» **Instructions for the task**
Please return every line below that contains the string "JatosError".

*** Opening Task inputs ***

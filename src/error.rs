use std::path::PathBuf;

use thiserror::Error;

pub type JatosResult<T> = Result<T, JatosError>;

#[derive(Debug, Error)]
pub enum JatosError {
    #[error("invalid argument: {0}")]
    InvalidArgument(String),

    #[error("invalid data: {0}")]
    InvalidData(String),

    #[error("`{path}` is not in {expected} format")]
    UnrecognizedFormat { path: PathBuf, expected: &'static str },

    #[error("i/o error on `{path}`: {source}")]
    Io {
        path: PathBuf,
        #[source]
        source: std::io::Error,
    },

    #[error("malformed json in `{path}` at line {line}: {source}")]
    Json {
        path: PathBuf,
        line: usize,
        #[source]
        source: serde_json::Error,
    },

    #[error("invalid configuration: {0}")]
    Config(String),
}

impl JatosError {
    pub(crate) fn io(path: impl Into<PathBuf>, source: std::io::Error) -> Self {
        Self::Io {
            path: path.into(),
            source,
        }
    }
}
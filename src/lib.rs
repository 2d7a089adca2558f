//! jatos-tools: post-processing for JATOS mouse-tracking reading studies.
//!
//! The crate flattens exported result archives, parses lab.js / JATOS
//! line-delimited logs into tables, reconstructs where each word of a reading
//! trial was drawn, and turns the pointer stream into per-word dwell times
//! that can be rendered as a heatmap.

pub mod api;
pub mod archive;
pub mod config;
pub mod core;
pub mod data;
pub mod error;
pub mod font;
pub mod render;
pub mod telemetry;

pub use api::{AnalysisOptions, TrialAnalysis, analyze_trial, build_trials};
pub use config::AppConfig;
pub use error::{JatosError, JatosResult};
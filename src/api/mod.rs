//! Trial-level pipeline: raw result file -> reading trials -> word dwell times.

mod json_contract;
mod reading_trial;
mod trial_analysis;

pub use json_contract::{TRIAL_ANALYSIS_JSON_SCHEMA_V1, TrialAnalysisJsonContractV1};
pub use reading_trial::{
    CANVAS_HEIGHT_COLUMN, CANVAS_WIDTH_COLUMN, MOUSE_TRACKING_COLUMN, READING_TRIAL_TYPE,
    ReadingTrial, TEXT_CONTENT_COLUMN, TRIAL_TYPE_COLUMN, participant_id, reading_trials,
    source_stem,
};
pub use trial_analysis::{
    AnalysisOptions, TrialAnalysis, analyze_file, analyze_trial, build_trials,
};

*** Closing Task inputs ***

» **Answer space**
pub type JatosResult<T> = Result<T, JatosError>;
pub enum JatosError {
impl JatosError {
pub use error::{JatosError, JatosResult};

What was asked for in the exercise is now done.